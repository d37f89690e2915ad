//! Data models for the portal client.
//!
//! - `Session`, `SsoUser`: authentication state snapshots
//! - `MailSettings`, `SsoSettings`: admin-editable configuration records
//! - Response payloads for the backend REST endpoints

pub mod response;
pub mod session;
pub mod settings;

pub use response::{LoginResponse, SsoConfig, SsoTestResponse, StatusResponse};
pub use session::{Session, SsoUser};
pub use settings::{MailSettings, SsoSettings};
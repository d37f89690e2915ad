//! Mail and SSO configuration records, mirrored 1:1 from the backend.

use serde::{Deserialize, Serialize};

/// Default SMTP submission port.
const DEFAULT_SMTP_PORT: u16 = 587;

/// Mail server configuration as served by `/api/settings/mail`.
#[derive(Debug, Clone, PartialEq, Eq, Serialize, Deserialize)]
#[serde(default)]
pub struct MailSettings {
    pub host: String,
    pub port: u16,
    pub username: String,
    pub password: String,
    pub protocol: String,
    pub auth: bool,
    pub starttls: bool,
    #[serde(rename = "fromEmail")]
    pub from_email: String,
    #[serde(rename = "fromName")]
    pub from_name: String,
}

impl Default for MailSettings {
    fn default() -> Self {
        Self {
            host: String::new(),
            port: DEFAULT_SMTP_PORT,
            username: String::new(),
            password: String::new(),
            protocol: "smtp".to_string(),
            auth: true,
            starttls: true,
            from_email: String::new(),
            from_name: String::new(),
        }
    }
}

/// SSO provider configuration as served by `/api/settings/keycloak`.
///
/// This is the admin-editable record; the runtime counterpart the session
/// provider consumes is `SsoConfig` (no client secret).
#[derive(Debug, Clone, PartialEq, Eq, Serialize, Deserialize)]
#[serde(default)]
pub struct SsoSettings {
    pub enabled: bool,
    #[serde(rename = "serverUrl")]
    pub server_url: String,
    pub realm: String,
    #[serde(rename = "clientId")]
    pub client_id: String,
    #[serde(rename = "clientSecret")]
    pub client_secret: String,
}

impl Default for SsoSettings {
    fn default() -> Self {
        Self {
            enabled: true,
            server_url: String::new(),
            realm: String::new(),
            client_id: String::new(),
            client_secret: String::new(),
        }
    }
}

#[cfg(test)]
mod tests {
    use super::*;

    #[test]
    fn test_mail_defaults() {
        let mail = MailSettings::default();
        assert_eq!(mail.port, 587);
        assert_eq!(mail.protocol, "smtp");
        assert!(mail.auth);
        assert!(mail.starttls);
        assert!(mail.host.is_empty());
    }

    #[test]
    fn test_mail_round_trips_camel_case() {
        let json = r#"{"host":"smtp.example.com","port":465,"username":"mailer","password":"s3cret","protocol":"smtps","auth":true,"starttls":false,"fromEmail":"noreply@example.com","fromName":"Portal"}"#;
        let mail: MailSettings = serde_json::from_str(json).expect("parse mail settings");
        assert_eq!(mail.host, "smtp.example.com");
        assert_eq!(mail.port, 465);
        assert_eq!(mail.from_email, "noreply@example.com");

        let out = serde_json::to_string(&mail).expect("serialize mail settings");
        assert!(out.contains("\"fromEmail\""));
        assert!(out.contains("\"fromName\""));
    }

    #[test]
    fn test_mail_missing_fields_fall_back_to_defaults() {
        let mail: MailSettings = serde_json::from_str(r#"{"host":"mx.example.com"}"#)
            .expect("parse partial mail settings");
        assert_eq!(mail.host, "mx.example.com");
        assert_eq!(mail.port, 587);
        assert_eq!(mail.protocol, "smtp");
    }

    #[test]
    fn test_sso_settings_wire_names() {
        let json = r#"{"enabled":true,"serverUrl":"https://kc.example.com","realm":"portal","clientId":"portal-web","clientSecret":"xyz"}"#;
        let sso: SsoSettings = serde_json::from_str(json).expect("parse sso settings");
        assert_eq!(sso.server_url, "https://kc.example.com");
        assert_eq!(sso.client_id, "portal-web");

        let out = serde_json::to_string(&sso).expect("serialize sso settings");
        assert!(out.contains("\"serverUrl\""));
        assert!(out.contains("\"clientId\""));
        assert!(out.contains("\"clientSecret\""));
    }
}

#####

#### YOUR GOAL:
Scan the listing above and report how many of its lines hold the word "SsoSettings", giving the number only.

#### COMPLETED TASK:
5